Decidido pues que ése iba a ser su futuro, el joven Ivan se unió a una troupe teatral donde estuvo un tiempo ganando experiencia y tablas como actor hasta que en 1911 hizo su primera entrada en el cine. Ahí fue donde logró hacerse un nombre colaborando con algunos de los más grandes directores de la época como Pyotr Chardynin, Yakov Protazanov o Yevgeni Bauer en producciones de todo tipo, desde comedias a tragedias. Además un rasgo que cultivó desde sus inicios era su capacidad para interpretar papeles de todo tipo: soldados, galanes, ancianos, jóvenes atormentados… No había nada con lo que no se atreviera. Al cabo de unos años se hizo tan popular que se le conoció en Rusia con el sobrenombre de «el rey de la pantalla». ¡Y su carrera no había hecho más que empezar! Ya en su primera etapa rusa el rostro de Mosjoukine aparecería en filmes tan importantes como La Reina de Picas (Pikovaya Dama, 1916), Satán Triunfante (Satana likuyushchiy, 1917) o El Padre Sergio (Otets Sergiy, 1918).

Su filmografía se interrumpió momentáneamente durante la I Guerra Mundial cuando se presentó voluntario en 1916 para la unidad de artillería, pero la experiencia fue breve, ya que en 1917 el ejército se desmovilizó. A su regreso a Moscú se encontró con un panorama poco prometedor: a causa del clima político tan incierto en el país la mayoría de teatros estaban cerrados y la producción cinematográfica un tanto parada. Aquí fue cuando el director Yakoz Protazanov le propuso unirse a una troupe de actores y técnicos que estaba reclutando para seguir haciendo filmes en el sur del país, en Crimea, donde la situación todavía era estable.

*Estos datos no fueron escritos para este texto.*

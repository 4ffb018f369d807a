//! Generates `include/item_ffi.h` from the `extern "C"` surface.

use std::env;
use std::path::PathBuf;

fn main() {
    println!("cargo:rerun-if-changed=src/lib.rs");
    println!("cargo:rerun-if-changed=src/types.rs");

    let crate_dir = env::var("CARGO_MANIFEST_DIR").unwrap_or_else(|_| ".".to_string());
    let header = PathBuf::from(&crate_dir).join("include").join("item_ffi.h");

    let generated = cbindgen::Builder::new()
        .with_crate(&crate_dir)
        .with_language(cbindgen::Language::C)
        .with_include_guard("ITEM_FFI_H")
        .generate();

    match generated {
        Ok(bindings) => {
            if let Some(dir) = header.parent() {
                let _ = std::fs::create_dir_all(dir);
            }
            bindings.write_to_file(&header);
        }
        // A missing header must not break `cargo test`.
        Err(err) => println!("cargo:warning=cbindgen failed: {err}"),
    }
}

Ese breve periodo en el sur del país le permitiría rodar algunas pocas películas más en su país natal, pero a nadie se le escapaba que tarde o temprano los efectos de la Revolución Soviética también se harían notar allá y de hecho había bastante tensión en el ambiente. Una anécdota quizá apócrifa que solía narrar Mosjoukine sobre esos años explica un incidente sucedido mientras estaban rodando una escena en la que él huía por unos tejados. Como la gente de la calle no veía las cámaras dio por hecho que éste era un espía huyendo de la justicia, así que se abalanzó a por él para apalizarle hasta que Protazanov intervino y le salvó.

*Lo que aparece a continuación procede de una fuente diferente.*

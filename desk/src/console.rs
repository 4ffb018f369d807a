//! Line-oriented `ItemView` for a terminal.

use std::io::Write;

use item_core::{ItemView, Notice};
use tracing::warn;

/// Prints the item list and notices to any writer.
///
/// The last displayed entries are kept so the shell can reprint them without
/// another request.
pub struct ConsoleView<W: Write> {
    out: W,
    entries: Vec<String>,
}

impl<W: Write> ConsoleView<W> {
    pub fn new(out: W) -> Self {
        Self {
            out,
            entries: Vec::new(),
        }
    }

    pub fn out(&mut self) -> &mut W {
        &mut self.out
    }

    pub fn into_out(self) -> W {
        self.out
    }

    pub fn print_entries(&mut self) {
        let result = if self.entries.is_empty() {
            writeln!(self.out, "(no items)")
        } else {
            self.entries
                .iter()
                .try_for_each(|entry| writeln!(self.out, "  {entry}"))
        };
        self.report(result);
    }

    fn report(&mut self, result: std::io::Result<()>) {
        if let Err(err) = result.and_then(|()| self.out.flush()) {
            warn!(error = %err, "console write failed");
        }
    }
}

impl<W: Write> ItemView for ConsoleView<W> {
    fn show_entries(&mut self, entries: Vec<String>) {
        self.entries = entries;
        self.print_entries();
    }

    fn notify(&mut self, notice: &Notice) {
        let tag = if notice.is_error() { "error" } else { "ok" };
        let result = writeln!(self.out, "[{tag}] {notice}");
        self.report(result);
    }
}

#[cfg(test)]
mod tests {
    use super::*;

    fn printed(view: ConsoleView<Vec<u8>>) -> String {
        String::from_utf8(view.out).unwrap()
    }

    #[test]
    fn shows_each_entry_on_its_own_line() {
        let mut view = ConsoleView::new(Vec::new());
        view.show_entries(vec!["1: Pen - Blue pen".to_string(), "2: Cup - Mug".to_string()]);
        assert_eq!(view.entries.len(), 2);
        assert_eq!(printed(view), "  1: Pen - Blue pen\n  2: Cup - Mug\n");
    }

    #[test]
    fn empty_list_says_so() {
        let mut view = ConsoleView::new(Vec::new());
        view.show_entries(Vec::new());
        assert_eq!(printed(view), "(no items)\n");
    }

    #[test]
    fn notices_are_tagged() {
        let mut view = ConsoleView::new(Vec::new());
        view.notify(&Notice::Added);
        view.notify(&Notice::DeleteFailed);
        assert_eq!(
            printed(view),
            "[ok] Item added successfully\n[error] Failed to delete item.\n"
        );
    }
}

Finalmente, la compañía de Protazanov decidió emigrar hacia Constantinopla en un viaje en que Mosjoukine tuvo que esconder el poco dinero que le quedaba en la suela de los zapatos por miedo a que se lo robaran. Allá empezarían el rodaje de lo que sería L’Angoissante Aventure (1920), un filme hecho sobre la marcha en que adaptaban el argumento en base a sus circunstancias. Pero antes de acabarlo lograron por fin dirigirse al que desde el primer momento habían decidido que sería su destino final, Francia, donde terminarían este curioso filme hecho a caballo entre su etapa rusa y francesa.

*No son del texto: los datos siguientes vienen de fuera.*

//! `#[repr(C)]` types for the FFI boundary.
//!
//! # Design
//! Each type mirrors a core type but uses C-compatible representations:
//! `*mut c_char` instead of `String`, raw pointers instead of `Vec`, and
//! tagged enums with explicit discriminants. Conversion functions live here
//! to keep `lib.rs` focused on the `extern "C"` surface.

use std::ffi::CString;
use std::os::raw::c_char;

use item_core::error::ApiError;
use item_core::http::HttpMethod;
use item_core::{Item, Notice};

/// Opaque handle to an `ItemClient`. C callers receive a pointer to this
/// and pass it back into every FFI function.
pub struct FfiItemClient {
    pub(crate) inner: item_core::ItemClient,
}

/// Copy a Rust string into a heap C string. Interior NULs are dropped.
pub(crate) fn c_string(s: impl Into<String>) -> *mut c_char {
    let mut s = s.into();
    s.retain(|c| c != '\0');
    CString::new(s).unwrap_or_default().into_raw()
}

// ---------------------------------------------------------------------------
// Request types
// ---------------------------------------------------------------------------

/// HTTP method as a C enum.
#[repr(C)]
pub enum FfiHttpMethod {
    Get = 0,
    Post = 1,
    Put = 2,
    Delete = 3,
}

impl From<HttpMethod> for FfiHttpMethod {
    fn from(m: HttpMethod) -> Self {
        match m {
            HttpMethod::Get => FfiHttpMethod::Get,
            HttpMethod::Post => FfiHttpMethod::Post,
            HttpMethod::Put => FfiHttpMethod::Put,
            HttpMethod::Delete => FfiHttpMethod::Delete,
        }
    }
}

/// A single HTTP header as a key-value pair of C strings.
#[repr(C)]
pub struct FfiHeader {
    pub key: *mut c_char,
    pub value: *mut c_char,
}

/// An HTTP request described as C-compatible plain data.
///
/// Built by `item_build_*` functions. The C caller executes the request
/// and passes the response back through `item_parse_*`.
#[repr(C)]
pub struct FfiHttpRequest {
    pub method: FfiHttpMethod,
    pub path: *mut c_char,
    pub headers: *mut FfiHeader,
    pub headers_len: u32,
    pub body: *mut c_char,
}

impl FfiHttpRequest {
    /// Convert a core `HttpRequest` into a heap-allocated `FfiHttpRequest`.
    pub(crate) fn from_core(req: item_core::HttpRequest) -> *mut Self {
        let path = c_string(req.path);
        let body = match req.body {
            Some(b) => c_string(b),
            None => std::ptr::null_mut(),
        };

        let headers_len = req.headers.len() as u32;
        let headers = if req.headers.is_empty() {
            std::ptr::null_mut()
        } else {
            let ffi_headers: Box<[FfiHeader]> = req
                .headers
                .into_iter()
                .map(|(k, v)| FfiHeader {
                    key: c_string(k),
                    value: c_string(v),
                })
                .collect();
            Box::into_raw(ffi_headers) as *mut FfiHeader
        };

        Box::into_raw(Box::new(FfiHttpRequest {
            method: req.method.into(),
            path,
            headers,
            headers_len,
            body,
        }))
    }
}

// ---------------------------------------------------------------------------
// Response input (caller-provided, not heap-allocated by us)
// ---------------------------------------------------------------------------

/// An HTTP response described as C-compatible plain data.
///
/// The C caller constructs this on the stack after executing an HTTP request,
/// then passes a pointer to an `item_parse_*` function. The FFI layer reads
/// but does not free these fields.
#[repr(C)]
pub struct FfiHttpResponse {
    pub status: u16,
    pub body: *const c_char,
}

// ---------------------------------------------------------------------------
// Result types
// ---------------------------------------------------------------------------

/// Error codes returned in `FfiItemResult`.
#[repr(C)]
#[derive(Debug, Clone, Copy, PartialEq, Eq)]
pub enum FfiErrorCode {
    Ok = 0,
    NotFound = 1,
    Http = 2,
    Deserialization = 3,
    Serialization = 4,
    Panic = 5,
    NullArg = 6,
    Transport = 7,
}

/// Tag that tells `item_free_result` what `FfiItemResult::data` points to.
#[repr(C)]
#[derive(Debug, Clone, Copy, PartialEq, Eq)]
pub enum FfiDataTag {
    None = 0,
    ItemList = 1,
}

/// A single item exposed to C.
#[repr(C)]
pub struct FfiItem {
    pub id: i64,
    pub name: *mut c_char,
    pub description: *mut c_char,
    /// Pre-rendered `"{id}: {name} - {description}"` list entry.
    pub entry: *mut c_char,
}

impl FfiItem {
    fn from_core(item: Item) -> Self {
        let entry = item_core::format_entry(&item);
        FfiItem {
            id: item.id,
            name: c_string(item.name),
            description: c_string(item.description),
            entry: c_string(entry),
        }
    }
}

/// A list of items exposed to C, in server order.
#[repr(C)]
pub struct FfiItemList {
    pub items: *mut FfiItem,
    pub len: u32,
}

/// Result envelope for all parse operations.
///
/// On success `error_code` is `Ok`, `error_message` is null, and `data`
/// points to the parsed payload (tagged by `data_tag`). On failure
/// `error_code` describes the category, `error_message` is a diagnostic C
/// string, and `data` is null.
///
/// `notice` is always set when a parse function ran: the user-facing text
/// the host should show (confirmation or failure). It is null only for a
/// successful list, which updates the display instead.
#[repr(C)]
pub struct FfiItemResult {
    pub error_code: FfiErrorCode,
    pub error_message: *mut c_char,
    pub notice: *mut c_char,
    pub http_status: u16,
    pub data_tag: FfiDataTag,
    pub data: *mut std::ffi::c_void,
}

impl FfiItemResult {
    fn boxed(self) -> *mut Self {
        Box::into_raw(Box::new(self))
    }

    /// Build a success result carrying an `FfiItemList`.
    pub(crate) fn ok_item_list(items: Vec<Item>) -> *mut Self {
        let len = items.len() as u32;
        let items = if items.is_empty() {
            std::ptr::null_mut()
        } else {
            let ffi_items: Box<[FfiItem]> = items.into_iter().map(FfiItem::from_core).collect();
            Box::into_raw(ffi_items) as *mut FfiItem
        };

        let ffi_list = Box::new(FfiItemList { items, len });
        FfiItemResult {
            error_code: FfiErrorCode::Ok,
            error_message: std::ptr::null_mut(),
            notice: std::ptr::null_mut(),
            http_status: 0,
            data_tag: FfiDataTag::ItemList,
            data: Box::into_raw(ffi_list) as *mut std::ffi::c_void,
        }
        .boxed()
    }

    /// Build a success result with no data payload, carrying a confirmation.
    pub(crate) fn ok_notice(notice: Notice) -> *mut Self {
        FfiItemResult {
            error_code: FfiErrorCode::Ok,
            error_message: std::ptr::null_mut(),
            notice: c_string(notice.to_string()),
            http_status: 0,
            data_tag: FfiDataTag::None,
            data: std::ptr::null_mut(),
        }
        .boxed()
    }

    /// Build an error result from an `ApiError` and the notice to show.
    pub(crate) fn from_error(err: ApiError, notice: Notice) -> *mut Self {
        let (error_code, http_status) = match &err {
            ApiError::Transport(_) => (FfiErrorCode::Transport, 0),
            ApiError::NotFound => (FfiErrorCode::NotFound, 404u16),
            ApiError::Status { status, .. } => (FfiErrorCode::Http, *status),
            ApiError::Deserialization(_) => (FfiErrorCode::Deserialization, 0),
            ApiError::Serialization(_) => (FfiErrorCode::Serialization, 0),
        };

        FfiItemResult {
            error_code,
            error_message: c_string(err.to_string()),
            notice: c_string(notice.to_string()),
            http_status,
            data_tag: FfiDataTag::None,
            data: std::ptr::null_mut(),
        }
        .boxed()
    }

    /// Build an error result for a null argument.
    pub(crate) fn null_arg(name: &str) -> *mut Self {
        Self::internal(FfiErrorCode::NullArg, format!("null argument: {name}"))
    }

    /// Build an error result for a caught panic.
    pub(crate) fn panic(msg: &str) -> *mut Self {
        Self::internal(FfiErrorCode::Panic, msg.to_string())
    }

    fn internal(error_code: FfiErrorCode, msg: String) -> *mut Self {
        FfiItemResult {
            error_code,
            error_message: c_string(msg),
            notice: std::ptr::null_mut(),
            http_status: 0,
            data_tag: FfiDataTag::None,
            data: std::ptr::null_mut(),
        }
        .boxed()
    }
}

Mosjoukine y su mujer, la también actriz y coprotagonista de muchos de sus filmes, Natalya Lisenko, llegaron en 1920 a Marsella junto a sus compañeros de fatigas. De ahí se dirigieron a París, donde Joseph N. Ermolieff les estaba esperando en un estudio que acababa de crear allá para dar acogida a todos sus compatriotas que habían emigrado de Rusia, tal y como ya les explicamos hace poco con más detalle. Empezaba una nueva etapa en la vida de Ivan.

Segunda época – Francia: consagración internacional

Después de tantos años de inseguridad y penurias en Rusia, Francia le pareció a Ivan Mosjoukine un mundo aparte en el que se sumergió encantado con la confianza en si mismo propia de una estrella consagrada. Pero cuando fue a un cine a ver una primera película francesa el actor quedó en shock y se dio cuenta de que, en su opinión, no sabía nada de actuar en cine. Ese primer filme que visionó, aparentemente uno de Marcel L’Herbier, le hizo darse cuenta de que su forma de interpretar seguía estando demasiado influenciada por el teatro, y de que en el cine era preferible actuar de forma más contenida. Del mismo, el descubrimiento del cine francés le llevó a creer que la cinematografía rusa se había quedado muy atrás por estar demasiado ligada al teatro. Lejos de amedrentarse por ese panorama, Mosjoukine se sintió más motivado por el reto.

Cuando el estudio de Montreuil pasó a convertirse en Films Albatros, Mosjoukine fue uno de los principales defensores de realizar una línea de películas más artísticas y arriesgadas, influenciadas por las obras que más le gustaban de los grandes directores franceses de entonces. Desde su llegada a ese nuevo país, Mosjoukine seguiría muy de cerca las vanguardias de la época y cantaría las alabanzas del ya mencionado Marcel L’Herbier y de Abel Gance (del cual dijo que La Rueda (La Roue, 1923) era la obra más grande que había dado el cine).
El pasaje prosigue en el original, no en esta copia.